Anyway, the movie mentions his show briefly, but quickly gets on to what he's been doing since then. He's the CEO of the Planetary Society  (I imagine him idolizing Carl Sagan the same way the next generation idolized him) and is making Sagan's dream of a solar sail a reality. He's brought in as an expert on news shows to talk about science, and that has gotten him into feuds. He famously debated evolution vs. creationism with young-earth creationist minister Ken Ham. And most recently, he's injected himself into the debate on global warming/climate change. Now, I don't remember years ago anyone particularly caring that Bill Nye didn't have a PhD. He was the "Science Guy" not the scientist (he's a mechanical engineer who studied a lot of physics.) But it seems once he got himself into political issues, speaking on behalf of the pro-science side, it's now a very important point to make sure everyone knows he's Mr. Nye, not Dr. Nye (because, of course, the difference between science being correct or incorrect hinges on the difference between a D and an M) Okay, enough editorializing, back to the film. A large part of the climate change section of the movie is devoted to his friendly duel with Joe Bastardi, meteorologist and outspoken skeptic of human-induced climate change. One of the funniest dynamics in the film is how Joe's son grew up as a big Bill Nye fan, and so he spends a lot of his screen time kind in amazement as his father argues with his 4th grade hero. It's very funny.

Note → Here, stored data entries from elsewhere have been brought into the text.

//! Criterion benchmarks for Pfxsrc critical paths
//!
//! Benchmarks the core performance-critical operations:
//! - Record: parsing project text into a table tree
//! - Schema: full project reads (parse, migrate, read) and writes
//! - Steps: keyframe sampling and per-particle affector application
//! - Emission: initializer sampling

use criterion::{black_box, criterion_group, criterion_main, BenchmarkId, Criterion, Throughput};
use pfxsrc::affector::{Affectors, Particle};
use pfxsrc::emission::{emit, Rng};
use pfxsrc::initializer::ParticleInitializer;
use pfxsrc::math::{Colorf, Vector2f, Vector2i};
use pfxsrc::record;
use pfxsrc::schema::{read_project, write_project, State, SystemState};
use pfxsrc::steps::{Step, StepSequence};

// =============================================================================
// Test Data Generators
// =============================================================================

/// `n` evenly spaced steps over the particle lifetime
fn make_steps<T>(n: usize, value: impl Fn(usize) -> T) -> Vec<Step<T>> {
    (0..n).map(|i| Step::new(i as f32 / (n.max(2) - 1) as f32, value(i))).collect()
}

/// A project with `systems` systems, each with `steps` steps per channel
fn make_state(systems: usize, steps: usize) -> State {
    let mut state = State::default();
    for i in 0..systems {
        state.systems.push(SystemState {
            name: format!("system_{}", i),
            texture_name: "spark.png".to_string(),
            color_steps: make_steps(steps, |j| Colorf::new(1.0, j as f32 * 0.1, 0.0, 1.0)),
            size_steps: make_steps(steps, |j| Vector2f::splat(1.0 + j as f32)),
            rotation_steps: make_steps(steps, |j| j as f32 * 30.0),
            position_steps: make_steps(steps, |j| Vector2f::new(j as f32, -(j as f32))),
            velocity_steps: make_steps(steps, |_| Vector2f::new(0.0, 9.8)),
            ..SystemState::default()
        });
    }
    state
}

fn make_affectors(steps: usize) -> Affectors {
    let mut affectors = Affectors::default();
    affectors.color.steps =
        StepSequence::from_steps(make_steps(steps, |j| Colorf::new(1.0, j as f32 * 0.1, 0.0, 1.0)));
    affectors.size.steps = StepSequence::from_steps(make_steps(steps, |j| Vector2f::splat(j as f32)));
    affectors.rotation.steps = StepSequence::from_steps(make_steps(steps, |j| j as f32 * 10.0));
    affectors
}

// =============================================================================
// Record and Schema Benchmarks
// =============================================================================

fn bench_schema(c: &mut Criterion) {
    let mut group = c.benchmark_group("schema");

    for (systems, steps) in [(1, 4), (8, 8), (32, 16)].iter() {
        let text = write_project(&make_state(*systems, *steps));
        let name = format!("{}x{}", systems, steps);

        group.throughput(Throughput::Bytes(text.len() as u64));
        group.bench_with_input(BenchmarkId::new("parse", &name), &text, |b, text| {
            b.iter(|| record::parse(black_box(text)))
        });
        group.bench_with_input(BenchmarkId::new("read_project", &name), &text, |b, text| {
            b.iter(|| read_project(black_box(text)))
        });

        let state = make_state(*systems, *steps);
        group.bench_with_input(BenchmarkId::new("write_project", &name), &state, |b, state| {
            b.iter(|| write_project(black_box(state)))
        });
    }

    group.finish();
}

// =============================================================================
// Step Sampling Benchmarks
// =============================================================================

fn bench_steps(c: &mut Criterion) {
    let mut group = c.benchmark_group("steps");

    for n in [2usize, 8, 32].iter() {
        let sequence = StepSequence::from_steps(make_steps(*n, |j| j as f32));
        group.bench_with_input(BenchmarkId::new("sample", n), &sequence, |b, sequence| {
            b.iter(|| {
                let mut sum = 0.0;
                for i in 0..100 {
                    sum += sequence.sample_or(black_box(i as f32 / 100.0), 0.0);
                }
                sum
            })
        });
    }

    let affectors = make_affectors(8);
    group.bench_function("apply_1000_particles", |b| {
        b.iter(|| {
            let mut particle = Particle::default();
            for i in 0..1000 {
                affectors.apply(&mut particle, black_box(i as f32 / 1000.0));
            }
            particle
        })
    });

    group.finish();
}

// =============================================================================
// Emission Benchmarks
// =============================================================================

fn bench_emission(c: &mut Criterion) {
    let mut group = c.benchmark_group("emission");

    let init = ParticleInitializer { amount: Vector2i::new(16, 64), ..ParticleInitializer::default() };
    group.bench_function("emit_16_to_64", |b| {
        let mut rng = Rng::new(42);
        b.iter(|| emit(black_box(&init), &mut rng))
    });

    group.finish();
}

criterion_group!(benches, bench_schema, bench_steps, bench_emission);

criterion_main!(benches);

After the film, there was a brief panel discussion with Bill Nye; the filmmakers David Alvarado and Jason Sussberg; and Dr. Eugenie C. Scott, the former Executive Director of the National Center for Science Education. One of the most interesting points to come out is how public, moderated debates (like the one Nye had with Ham over creationism) are a pretty bad way at getting to scientific truth. Because debates are about scoring points and winning the debate, while science is about getting at truth. Also, because scientists are good at drilling into complicated subjects, but to win people over you need three things. A simple message...repeated...from a trusted source. Let me repeat that:
- A simple message
- Repeated
- From a trusted source

Scientists tend to be bad at the first one (but Bill Nye is great at it.) The second one anyone can do. And the third one is always tricky, because you tend to be trusted right up until you say something that your audience disagrees with. It's maintaining that trust that's hard.

I would've loved to stick around more, at least to shake Bill Nye's hand, but I had another movie to run off to, over at YBCA. I have to say, with a more spread out festival this year, I'm getting my exercise.

78/52 is an excellent documentary with an awful name that nobody understands. It refers to 78 set-ups and 52 cuts that make up the iconic shower scene in Hitchcock's PSYCHO. The circumstances in the world and in Hitchcock's career that led up to PSYCHO. The setup of the scene, and finally the scene itself. Dissected by directors, editors, actors, and the actual body double in the scene (who was hired for a 2-3 day job that went on for 7 days...just to get like 45 seconds of screen time.) How the shrieking strings make such an impact (which we had seen the day before in SCORE.) How, despite what everyone thinks, you never actually see any nudity (okay a little side-boob) or ever see the knife touch the skin (or do you? Hitchcock himself said it never happened, but the body double said that they pressed the knife against her belly, then pulled it away and ran the scene in reverse and you see it in the film.) Or how about the great sound effects of knife stabbing flesh (the key--casaba melons.) Director Alexandre O. Philippe seems to have lined up everyone in Hollywood eager to talk about the scene, then put them in a mock-up of the Bates Motel to do it, which is clever and funny wall-breaking that's appropriate for such an intense and film-geeky dissection of less than a minute of cinema.